Cluster Overview Page

The Cluster Overview page (/clusters) is the home screen. It displays a card for each connected ClickHouse cluster.

Reading a cluster card

Each card shows:

FieldDescription
Health Score0–100 composite score with letter grade (A+ to F). See Health Score for details.
StatusOnline — collecting data normally. Offline — ClusterSight cannot reach ClickHouse.
Active AlertsCount of currently firing alerts across all severity levels.
Collector StatusLast successful collection timestamp.

Online vs. Offline

  • Online — The most recent collection cycle completed successfully. Panels show live data.
  • Offline — The last connection attempt failed (wrong credentials, network issue, ClickHouse down). Dashboard panels may show stale or empty data.

Adding a second cluster

Click Add Cluster on the overview page. The onboarding wizard guides you through the connection form and connection test. Multiple clusters can be managed independently — each has its own dashboard, alerts, and health score.

Cluster overview page — multiple clusters


Dashboard Panels

The dashboard for each cluster (/clusters/:id/dashboard) shows 11 monitoring panels. Each panel reads directly from ClickHouse system tables — no agents, no exporters.

health-score

What it shows: The cluster's composite health score (0–100) and letter grade.

Healthy: Score ≥ 90 (grade A or A+), all components green.

Unhealthy: Score < 60 (grade C- or below), one or more components degraded. See Health Score for the full breakdown.

Action: Identify which component is pulling the score down (shown in the gauge's component breakdown), then investigate the corresponding panel.


replication

What it shows: Replication lag (seconds) per replicated table, read-only status, and replica queue size.

Healthy: All delays at 0 seconds, no read-only replicas, queue size < 10.

Unhealthy: Delay > 10 seconds (warning), delay > 60 seconds (critical), any read-only replica.

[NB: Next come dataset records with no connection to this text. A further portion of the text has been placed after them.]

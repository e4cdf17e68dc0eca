//! Assembling captured chunks into a downloadable artifact.

use chrono::{DateTime, SecondsFormat, Utc};

/// The finished recording.
#[derive(Debug, Clone, PartialEq, Eq)]
pub struct Artifact {
    pub bytes: Vec<u8>,
    pub mime_type: String,
    pub filename: String,
}

/// Filename and MIME settings for produced artifacts.
#[derive(Debug, Clone, PartialEq, Eq)]
pub struct ArtifactNaming {
    pub prefix: String,
    pub extension: String,
    pub mime_type: String,
}

impl Default for ArtifactNaming {
    fn default() -> Self {
        Self {
            prefix: "neurorave-recording".to_string(),
            extension: "webm".to_string(),
            mime_type: "audio/webm".to_string(),
        }
    }
}

impl ArtifactNaming {
    /// `<prefix>-<timestamp>.<ext>`
    pub fn filename(&self, at: DateTime<Utc>) -> String {
        format!("{}-{}.{}", self.prefix, timestamp_slug(at), self.extension)
    }

    /// Concatenate `chunks` in arrival order.
    pub fn assemble(&self, chunks: Vec<Vec<u8>>, at: DateTime<Utc>) -> Artifact {
        Artifact {
            bytes: chunks.concat(),
            mime_type: self.mime_type.clone(),
            filename: self.filename(at),
        }
    }
}

/// ISO-8601 UTC timestamp with millisecond precision, with `:` and `.`
/// replaced by `-` so it is safe in filenames.
pub fn timestamp_slug(at: DateTime<Utc>) -> String {
    at.to_rfc3339_opts(SecondsFormat::Millis, true)
        .replace([':', '.'], "-")
}

#[cfg(test)]
mod tests {
    use super::*;
    use chrono::TimeZone;

    fn instant() -> DateTime<Utc> {
        Utc.with_ymd_and_hms(2025, 3, 1, 12, 34, 56).unwrap() + chrono::Duration::milliseconds(789)
    }

    #[test]
    fn slug_replaces_unsafe_characters() {
        assert_eq!(timestamp_slug(instant()), "2025-03-01T12-34-56-789Z");
    }

    #[test]
    fn filename_has_only_the_extension_dot() {
        let name = ArtifactNaming::default().filename(instant());
        assert_eq!(name, "neurorave-recording-2025-03-01T12-34-56-789Z.webm");
        assert!(!name.contains(':'));
        assert_eq!(name.matches('.').count(), 1);
        assert!(name.ends_with(".webm"));
    }

    #[test]
    fn assemble_keeps_arrival_order() {
        let naming = ArtifactNaming::default();
        let artifact = naming.assemble(
            vec![b"c1".to_vec(), b"c2".to_vec(), b"c3".to_vec()],
            instant(),
        );
        assert_eq!(artifact.bytes, b"c1c2c3");
        assert_eq!(artifact.mime_type, "audio/webm");
    }

    #[test]
    fn assemble_without_chunks_is_empty() {
        let artifact = ArtifactNaming::default().assemble(Vec::new(), instant());
        assert!(artifact.bytes.is_empty());
    }
}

Action: SYSTEM RESTART REPLICA <database>.<table> — restarts replication for a stuck replica.


merges

What it shows: Active merge operations, estimated completion time, and bytes merged per second.

Healthy: Active merge count < 5; no merges running for more than 15 minutes.

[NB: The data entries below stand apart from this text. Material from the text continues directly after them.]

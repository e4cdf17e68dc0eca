//! The session façade used by the UI layer.
//!
//! Routes user actions to the playback controller and the capture session,
//! and delivers asynchronous engine/recorder callbacks to them. All calls
//! happen on one event loop; every toggle is judged against the state at the
//! moment it is called.

use chrono::Utc;
use serde::Serialize;
use tracing::{debug, error, info, warn};

use crate::capture::{
    CaptureError, CaptureSession, RecordingState, StartOutcome, StopOutcome, TeardownReport,
};
use crate::engine::SynthEngine;
use crate::graph::AudioGraphHandle;
use crate::playback::{EditorChange, PlaybackController, PlaybackState};
use crate::share::{self, ShareTarget};

/// Read-only state for rendering.
#[derive(Debug, Clone, PartialEq, Eq, Serialize)]
#[serde(rename_all = "camelCase")]
pub struct SessionSnapshot {
    pub playback: PlaybackState,
    pub started: bool,
    pub pending: bool,
    pub is_dirty: bool,
    pub can_evaluate: bool,
    pub recording: RecordingState,
    pub stop_requested: bool,
}

/// Result of a recording toggle.
#[derive(Debug, Clone, PartialEq, Eq)]
pub enum RecordingToggle {
    Started { mime_type: String },
    StopRequested,
    /// A stop was already in flight.
    Ignored,
    Saved(TeardownReport),
}

pub struct SessionCoordinator {
    engine: Box<dyn SynthEngine>,
    share_target: Box<dyn ShareTarget>,
    share_base_url: String,
    playback: PlaybackController,
    capture: CaptureSession,
}

impl SessionCoordinator {
    pub fn new(
        engine: Box<dyn SynthEngine>,
        capture: CaptureSession,
        share_target: Box<dyn ShareTarget>,
        share_base_url: impl Into<String>,
    ) -> Self {
        Self {
            engine,
            share_target,
            share_base_url: share_base_url.into(),
            playback: PlaybackController::new(),
            capture,
        }
    }

    pub fn snapshot(&self) -> SessionSnapshot {
        let playback = self.playback.state();
        SessionSnapshot {
            playback,
            started: playback == PlaybackState::Started,
            pending: playback == PlaybackState::Pending,
            is_dirty: self.playback.is_dirty(),
            can_evaluate: self.playback.can_evaluate(),
            recording: self.capture.state(),
            stop_requested: self.capture.stop_requested(),
        }
    }

    pub fn playback(&self) -> &PlaybackController {
        &self.playback
    }

    pub fn capture(&self) -> &CaptureSession {
        &self.capture
    }

    // -- user actions -------------------------------------------------------

    pub fn toggle_play(&mut self) -> PlaybackState {
        self.playback.toggle_play(self.engine.as_mut())
    }

    pub fn evaluate(&mut self) -> bool {
        self.playback.evaluate(self.engine.as_mut())
    }

    /// Start or stop recording, independent of playback state.
    ///
    /// Starting still needs a ready graph; a not-ready graph is returned as
    /// an error with nothing changed.
    pub fn toggle_recording(&mut self) -> Result<RecordingToggle, CaptureError> {
        match self.capture.state() {
            RecordingState::Idle => {
                let graph = AudioGraphHandle::new(self.engine.as_ref());
                match self.capture.start_recording(&graph) {
                    Ok(StartOutcome::Started { mime_type }) => {
                        Ok(RecordingToggle::Started { mime_type })
                    }
                    Ok(StartOutcome::AlreadyRecording) => Ok(RecordingToggle::Ignored),
                    Err(e) => {
                        warn!("Recording not started: {}", e);
                        Err(e)
                    }
                }
            }
            RecordingState::Recording => Ok(match self.capture.stop_recording(Utc::now()) {
                StopOutcome::Requested => RecordingToggle::StopRequested,
                StopOutcome::Finished(report) => RecordingToggle::Saved(report),
                StopOutcome::AlreadyRequested | StopOutcome::Idle => RecordingToggle::Ignored,
            }),
        }
    }

    /// Build a permalink for the active code and hand it to the share
    /// target. Returns the link, or `None` when there is no code.
    pub fn share(&mut self) -> Option<String> {
        let Some(code) = self.playback.active_code() else {
            debug!("Share ignored: no active code");
            return None;
        };
        let url = share::permalink(&self.share_base_url, code);
        match self.share_target.share(&url) {
            Ok(()) => {
                info!("Permalink shared");
                Some(url)
            }
            Err(e) => {
                error!("Share failed: {:#}", e);
                None
            }
        }
    }

    // -- collaborator callbacks --------------------------------------------

    pub fn on_editor_change(&mut self, change: EditorChange) {
        self.playback.apply_editor_change(change);
    }

    pub fn on_engine_started(&mut self) -> bool {
        self.playback.on_engine_started()
    }

    pub fn on_engine_start_failed(&mut self, reason: &str) -> bool {
        self.playback.on_engine_start_failed(reason)
    }

    pub fn on_engine_stopped(&mut self) -> bool {
        self.playback.on_engine_stopped()
    }

    pub fn on_recorder_data(&mut self, chunk: Vec<u8>) {
        self.capture.on_data(chunk);
    }

    pub fn on_recorder_stopped(&mut self) -> Option<TeardownReport> {
        self.capture.on_recorder_stopped(Utc::now())
    }

    /// Stop everything before the host goes away. A recording whose stop
    /// cannot complete any more is torn down with what it has.
    pub fn shutdown(&mut self) -> Option<TeardownReport> {
        self.playback.force_stop(self.engine.as_mut());
        match self.capture.stop_recording(Utc::now()) {
            StopOutcome::Finished(report) => Some(report),
            StopOutcome::Idle => None,
            StopOutcome::Requested | StopOutcome::AlreadyRequested => {
                self.capture.on_recorder_stopped(Utc::now())
            }
        }
    }
}
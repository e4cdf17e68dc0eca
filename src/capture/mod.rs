//! Recording of the live audio output.
//!
//! A [`CaptureSession`] owns at most one active recording. Starting taps the
//! engine's output node into a capture-only sink and starts the recorder.
//! Stopping is two-phase: the recorder is asked to stop, and its completion
//! (`on_recorder_stopped`) assembles the artifact, hands it to the download
//! target, releases the handle, detaches the tap and returns to idle.

pub mod artifact;
pub mod backend;

use std::path::PathBuf;

use chrono::{DateTime, Utc};
use serde::Serialize;
use thiserror::Error;
use tracing::{debug, error, info, warn};

use crate::downloads::DownloadTarget;
use crate::graph::{AudioGraphHandle, GraphError, OutputNode};

pub use artifact::{Artifact, ArtifactNaming};
pub use backend::{select_mime_type, CaptureBackend, RecorderState, SinkId};

/// Whether output capture is active.
#[derive(Debug, Clone, Copy, Default, PartialEq, Eq, Serialize)]
#[serde(rename_all = "snake_case")]
pub enum RecordingState {
    #[default]
    Idle,
    Recording,
}

impl std::fmt::Display for RecordingState {
    fn fmt(&self, f: &mut std::fmt::Formatter<'_>) -> std::fmt::Result {
        match self {
            Self::Idle => write!(f, "idle"),
            Self::Recording => write!(f, "recording"),
        }
    }
}

/// A start request that aborted without changing state.
#[derive(Debug, Error)]
pub enum CaptureError {
    #[error(transparent)]
    Graph(#[from] GraphError),
    #[error("capture backend failed: {0:#}")]
    Backend(anyhow::Error),
}

#[derive(Debug, Clone, PartialEq, Eq)]
pub enum StartOutcome {
    Started { mime_type: String },
    AlreadyRecording,
}

#[derive(Debug, Clone, PartialEq, Eq)]
pub enum StopOutcome {
    /// Nothing was recording.
    Idle,
    /// The recorder was asked to stop; teardown follows its completion.
    Requested,
    /// A stop is already in flight.
    AlreadyRequested,
    /// The recorder was already inactive, so teardown ran immediately.
    Finished(TeardownReport),
}

/// What happened during teardown. Every step is attempted regardless of
/// earlier failures.
#[derive(Debug, Clone, PartialEq, Eq, Serialize)]
#[serde(rename_all = "camelCase")]
pub struct TeardownReport {
    pub filename: String,
    pub bytes: usize,
    pub chunks: usize,
    pub path: Option<PathBuf>,
    pub detached: bool,
}

impl TeardownReport {
    pub fn downloaded(&self) -> bool {
        self.path.is_some()
    }

    /// The tap could not be removed cleanly.
    pub fn degraded(&self) -> bool {
        !self.detached
    }
}

/// The tap and data of the recording in progress.
struct ActiveCapture {
    output: OutputNode,
    sink: SinkId,
    mime_type: String,
    chunks: Vec<Vec<u8>>,
    stop_requested: bool,
}

pub struct CaptureSession {
    backend: Box<dyn CaptureBackend>,
    downloads: Box<dyn DownloadTarget>,
    naming: ArtifactNaming,
    mime_preferences: Vec<String>,
    active: Option<ActiveCapture>,
}

impl CaptureSession {
    pub fn new(
        backend: Box<dyn CaptureBackend>,
        downloads: Box<dyn DownloadTarget>,
        naming: ArtifactNaming,
        mime_preferences: Vec<String>,
    ) -> Self {
        Self {
            backend,
            downloads,
            naming,
            mime_preferences,
            active: None,
        }
    }

    pub fn state(&self) -> RecordingState {
        if self.active.is_some() {
            RecordingState::Recording
        } else {
            RecordingState::Idle
        }
    }

    pub fn stop_requested(&self) -> bool {
        self.active.as_ref().is_some_and(|a| a.stop_requested)
    }

    /// Encoding of the current recording.
    pub fn mime_type(&self) -> Option<&str> {
        self.active.as_ref().map(|a| a.mime_type.as_str())
    }

    pub fn chunk_count(&self) -> usize {
        self.active.as_ref().map_or(0, |a| a.chunks.len())
    }

    /// Tap the output node and start the recorder.
    ///
    /// On error nothing is left connected and the state stays `Idle`.
    pub fn start_recording(
        &mut self,
        graph: &AudioGraphHandle<'_>,
    ) -> Result<StartOutcome, CaptureError> {
        if self.active.is_some() {
            debug!("Start recording ignored: already recording");
            return Ok(StartOutcome::AlreadyRecording);
        }

        let ready = graph.ready()?;

        let sink = self
            .backend
            .open_sink(&ready.context)
            .map_err(CaptureError::Backend)?;
        self.backend
            .tap(&ready.output, sink)
            .map_err(CaptureError::Backend)?;

        let mime_type = select_mime_type(self.backend.as_ref(), &self.mime_preferences);
        if let Err(e) = self.backend.start_recorder(sink, &mime_type) {
            if let Err(detach_err) = self.backend.detach(&ready.output, sink) {
                warn!("Error disconnecting recorder: {:#}", detach_err);
            }
            return Err(CaptureError::Backend(e));
        }

        info!(mime = %mime_type, %sink, output = %ready.output, "Recording started");
        self.active = Some(ActiveCapture {
            output: ready.output,
            sink,
            mime_type: mime_type.clone(),
            chunks: Vec::new(),
            stop_requested: false,
        });
        Ok(StartOutcome::Started { mime_type })
    }

    /// Recorder flush. Empty chunks and chunks with no recording are dropped.
    pub fn on_data(&mut self, chunk: Vec<u8>) {
        if chunk.is_empty() {
            return;
        }
        match self.active.as_mut() {
            Some(active) => active.chunks.push(chunk),
            None => debug!(bytes = chunk.len(), "Dropping recorder data while idle"),
        }
    }

    /// Ask the recorder to stop.
    ///
    /// Teardown runs here instead of waiting for a completion when the
    /// recorder is already inactive or refuses the stop request.
    pub fn stop_recording(&mut self, now: DateTime<Utc>) -> StopOutcome {
        let Some(active) = self.active.as_mut() else {
            debug!("Stop recording ignored: not recording");
            return StopOutcome::Idle;
        };
        if active.stop_requested {
            debug!("Stop recording ignored: stop already requested");
            return StopOutcome::AlreadyRequested;
        }
        active.stop_requested = true;

        if self.backend.recorder_state().is_terminal() {
            debug!("Recorder already inactive, tearing down now");
            return self.finish(now);
        }
        match self.backend.request_stop() {
            Ok(()) => {
                info!("Recording stop requested");
                StopOutcome::Requested
            }
            Err(e) => {
                error!("Recorder refused stop: {:#}", e);
                self.finish(now)
            }
        }
    }

    /// Recorder stop completion: run teardown and return to idle.
    pub fn on_recorder_stopped(&mut self, now: DateTime<Utc>) -> Option<TeardownReport> {
        if self.active.is_none() {
            debug!("Recorder stop completion ignored: not recording");
            return None;
        }
        match self.finish(now) {
            StopOutcome::Finished(report) => Some(report),
            _ => None,
        }
    }

    /// assemble -> finalize -> download -> release -> detach -> idle
    fn finish(&mut self, now: DateTime<Utc>) -> StopOutcome {
        let Some(active) = self.active.take() else {
            return StopOutcome::Idle;
        };
        let ActiveCapture {
            output,
            sink,
            chunks,
            ..
        } = active;

        let chunk_count = chunks.len();
        let artifact = self.naming.assemble(chunks, now);
        if artifact.bytes.is_empty() {
            warn!("Recording produced no audio data");
        }

        let mut path = None;
        match self.downloads.finalize_artifact(&artifact) {
            Ok(handle) => {
                match self.downloads.download(&handle, &artifact.filename) {
                    Ok(saved) => path = Some(saved),
                    Err(e) => error!("Failed to download recording: {:#}", e),
                }
                self.downloads.release_handle(&handle);
            }
            Err(e) => error!("Failed to finalize recording: {:#}", e),
        }

        let detached = match self.backend.detach(&output, sink) {
            Ok(()) => true,
            Err(e) => {
                warn!("Error disconnecting recorder: {:#}", e);
                false
            }
        };

        info!(
            filename = %artifact.filename,
            bytes = artifact.bytes.len(),
            chunks = chunk_count,
            detached,
            "Recording finished"
        );
        StopOutcome::Finished(TeardownReport {
            filename: artifact.filename,
            bytes: artifact.bytes.len(),
            chunks: chunk_count,
            path,
            detached,
        })
    }
}
//! Interface to the pattern/synthesis engine.
//!
//! The engine is the sole producer of sound. This crate only asks it to
//! start, stop and evaluate code, and observes its audio graph.

use crate::graph::{AudioContext, OutputController};

/// The synthesis engine collaborator.
///
/// `start` only requests a start; the engine confirms later through
/// [`crate::coordinator::SessionCoordinator::on_engine_started`].
pub trait SynthEngine {
    fn start(&mut self) -> anyhow::Result<()>;

    fn stop(&mut self) -> anyhow::Result<()>;

    /// Apply `code` to the running pattern.
    fn evaluate(&mut self, code: &str) -> anyhow::Result<()>;

    /// The live audio context, or `None` before it has been created.
    fn audio_context(&self) -> Option<AudioContext>;

    fn output_controller(&self) -> Option<OutputController>;
}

Unhealthy: Many concurrent merges or individual merges running > 15 minutes — indicates high write pressure or a large compaction operation.

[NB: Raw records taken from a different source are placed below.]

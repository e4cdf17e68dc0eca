//! Handing finished artifacts to the user.
//!
//! A finalized artifact is addressed through an [`ArtifactHandle`], the
//! equivalent of a browser object URL. Every handle must be released once
//! the download has been initiated, whether or not that succeeded.

use std::fs;
use std::path::{Path, PathBuf};

use anyhow::Context;
use tracing::{debug, info, warn};

use crate::capture::Artifact;
use crate::randomness::IdSource;

/// Temporary reference to a finalized artifact.
#[derive(Debug, Clone, PartialEq, Eq, Hash)]
pub struct ArtifactHandle(pub String);

/// Where finished recordings go.
pub trait DownloadTarget {
    fn finalize_artifact(&mut self, artifact: &Artifact) -> anyhow::Result<ArtifactHandle>;

    /// Deliver the artifact behind `handle` as `filename`; returns its final location.
    fn download(&mut self, handle: &ArtifactHandle, filename: &str) -> anyhow::Result<PathBuf>;

    fn release_handle(&mut self, handle: &ArtifactHandle);
}

/// Stages artifacts as files and copies them into a downloads directory.
pub struct FileDownloads {
    staging_dir: PathBuf,
    downloads_dir: PathBuf,
    extension: String,
    ids: IdSource,
}

impl FileDownloads {
    pub fn new(
        staging_dir: impl Into<PathBuf>,
        downloads_dir: impl Into<PathBuf>,
        extension: &str,
        ids: IdSource,
    ) -> Self {
        Self {
            staging_dir: staging_dir.into(),
            downloads_dir: downloads_dir.into(),
            extension: extension.to_string(),
            ids,
        }
    }

    pub fn downloads_dir(&self) -> &Path {
        &self.downloads_dir
    }
}

/// `dir/filename`, or the first free `stem (n).ext` when that name is taken.
fn unique_target(dir: &Path, filename: &str) -> PathBuf {
    let target = dir.join(filename);
    if !target.exists() {
        return target;
    }
    let name = Path::new(filename);
    let stem = name
        .file_stem()
        .map(|s| s.to_string_lossy().into_owned())
        .unwrap_or_default();
    let ext = name.extension().map(|e| e.to_string_lossy().into_owned());
    let mut n = 1u32;
    loop {
        let candidate = match &ext {
            Some(ext) => dir.join(format!("{} ({}).{}", stem, n, ext)),
            None => dir.join(format!("{} ({})", stem, n)),
        };
        if !candidate.exists() {
            return candidate;
        }
        n += 1;
    }
}

impl DownloadTarget for FileDownloads {
    fn finalize_artifact(&mut self, artifact: &Artifact) -> anyhow::Result<ArtifactHandle> {
        fs::create_dir_all(&self.staging_dir).with_context(|| {
            format!("Failed to create staging dir {}", self.staging_dir.display())
        })?;
        let staged = self
            .staging_dir
            .join(format!("{}.{}", self.ids.next_id(), self.extension));
        fs::write(&staged, &artifact.bytes)
            .with_context(|| format!("Failed to stage artifact at {}", staged.display()))?;
        debug!(path = %staged.display(), bytes = artifact.bytes.len(), "Artifact staged");
        Ok(ArtifactHandle(staged.to_string_lossy().into_owned()))
    }

    fn download(&mut self, handle: &ArtifactHandle, filename: &str) -> anyhow::Result<PathBuf> {
        fs::create_dir_all(&self.downloads_dir).with_context(|| {
            format!(
                "Failed to create downloads dir {}",
                self.downloads_dir.display()
            )
        })?;
        let target = unique_target(&self.downloads_dir, filename);
        fs::copy(&handle.0, &target)
            .with_context(|| format!("Failed to save recording to {}", target.display()))?;
        info!(path = %target.display(), "Recording saved");
        Ok(target)
    }

    fn release_handle(&mut self, handle: &ArtifactHandle) {
        match fs::remove_file(&handle.0) {
            Ok(()) => debug!(handle = %handle.0, "Artifact handle released"),
            Err(e) if e.kind() == std::io::ErrorKind::NotFound => {}
            Err(e) => warn!("Failed to release artifact {}: {}", handle.0, e),
        }
    }
}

Action: Review write throughput. Consider increasing background_pool_size or reducing insert frequency if merges are falling behind.


disk

What it shows: Used and free space per disk (path), with usage percentage.

Healthy: Disk usage < 60%.

Unhealthy: Usage > 80% (critical alert triggers). At > 90%, ClickHouse may stop accepting writes.

Action: Identify large tables — run the SQL fix command from the Disk Pressure alert, or set a shorter TTL on high-volume tables.


mutations

What it shows: Active ALTER UPDATE / ALTER DELETE mutations — operations that rewrite table data.

Healthy: No active mutations, or mutations completing within a few minutes.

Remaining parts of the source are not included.